It is the first type of Takagi in which consequents are equal to linear functions. Another
model is of Mamdani model in which consequents are changed by defuzzified value. These
consequent models can be of any nonlinear function type which consists of model of
nonlinear and mapping of neural.
eTS Learning Between Clustering and Least Square
EFS is achieved when supervised is combined with unsupervised learning. Each rule of fuzzy
is to operate in sub-parts of input or output data spaces. eTS cluster input and output spaces to
N levels of fuzzy regions. eTS learning is used to expand subtractive into real-time by
transforming it into a strong tool for the use of on-line learning. This learning method is
created on calculation which is related to recursive of potential.
Mamdani Model
This sM model is a special case of the TS model. fSPC is an approach that helps in
developing EFS that are created on sM model. fSPC is an algorithm which is stimulated by
Statistical process, it is a method which is used to monitoring the variability. SPC method
cluster outputs of system into other cluster and relate them with same process model
behaviour. Boundaries of output system is define by hotelling statistics. The output which are
satisfying the condition is updated by the smoothing process.
Applications
EFS is used in a wide range of applications which includes industrial, medical and
bioinformatics and many more. Here are some applications of Intelligent system analytics [5].
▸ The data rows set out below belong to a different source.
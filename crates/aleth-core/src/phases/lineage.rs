//! Phase 5: future-clause lineage annotation.
//!
//! Pure fan-out over earlier keys; no randomness.

use aleth_types::{ArtifactKey, LineageRecord, unix_timestamp};
use tracing::info;

use crate::artifact::{ArtifactError, ArtifactWriter};
use crate::config::LineageConfig;

/// Emit one lineage record per source key, keyed `<source>-future`.
///
/// Returns the new keys in input order.
///
/// # Errors
///
/// Returns the first [`ArtifactError`] raised by the writer.
pub fn run_lineage_phase(
    sources: &[ArtifactKey],
    config: &LineageConfig,
    writer: &mut impl ArtifactWriter,
) -> Result<Vec<ArtifactKey>, ArtifactError> {
    let mut artifacts = Vec::with_capacity(sources.len());

    for source in sources {
        let key = source.future();
        let record = LineageRecord {
            artifact_id: source.as_str().to_owned(),
            clause: config.clause.clone(),
            timestamp: unix_timestamp(),
        };
        writer.emit(&key, &record)?;
        info!(phase = 5, artifact = %key, source = %source, "Future clause injected");
        artifacts.push(key);
    }

    Ok(artifacts)
}

#[cfg(test)]
#[allow(clippy::unwrap_used)]
mod tests {
    use super::*;
    use crate::artifact::MemoryWriter;

    #[test]
    fn one_record_per_source_in_order() {
        let sources = vec![
            ArtifactKey::new("ZPE-Speculative-SpecNode-1"),
            ArtifactKey::new("ZPE-Grid-SpecNode-1"),
            ArtifactKey::new("anything at all"),
        ];
        let config = LineageConfig::default();
        let mut writer = MemoryWriter::new();

        let keys = run_lineage_phase(&sources, &config, &mut writer).unwrap();

        assert_eq!(keys.len(), sources.len());
        for (source, key) in sources.iter().zip(&keys) {
            assert_eq!(key.as_str(), format!("{source}-future"));
            let record: LineageRecord =
                serde_json::from_value(writer.get(key).unwrap().clone()).unwrap();
            assert_eq!(record.artifact_id, source.as_str());
            assert_eq!(record.clause, "Future ZPE scaling / sovereign deployment");
        }
    }

    #[test]
    fn no_sources_no_records() {
        let mut writer = MemoryWriter::new();
        let keys = run_lineage_phase(&[], &LineageConfig::default(), &mut writer).unwrap();
        assert!(keys.is_empty());
        assert!(writer.is_empty());
    }
}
 Industrial Application: A simple EFS model is useful to predict the thickness of paint
film on vehicle body which includes certain combinations of factors. Mainly these
variables consist of two things: 1 flow rate of fluid, it directly affects film thickness
and second is air draft velocity it includes humidity and temperature. The air
provided to booth to eliminate paint from spray. EFS provides a relationship between
thickness of paint film and variables on vertical and horizontal surfaces. Due to this
vehicle body contains three sM models: horizontal surface and left, right verticals.

X*(i), y*(i), s*(i) these are three models that cover horizontal surface. The
information related to these models is shown in figure.
 Bioinformatics: This is the method that consists of data that is related to biological
storage, modeling, analysis, and knowledge of discovery. There are many problems
in bioinformatics which are solved by using eCI. Here are some sub-parts of
bioinformatics which describes the use and application of intelligent analytics.
(a) Data analysis of micro-array gene: There are 5 rules of EFuNN which are used
for representing samples of clustering using a good prognosis class and bad
prognosis class.
(b) Modeling of Gene regulatory: This method is used for showing an interaction
between different gene cells. There are 2 methods that are used to derive GRN it
includes DENFIS and EFuNN. Mainly this model is used to predict gene future
values.
 Business forecast and financial: To predict future values of the business and financial
eci is used for finding future results on the basis of existing data. Below is a figure
which describes one-line prediction of week which shows exchange of rate.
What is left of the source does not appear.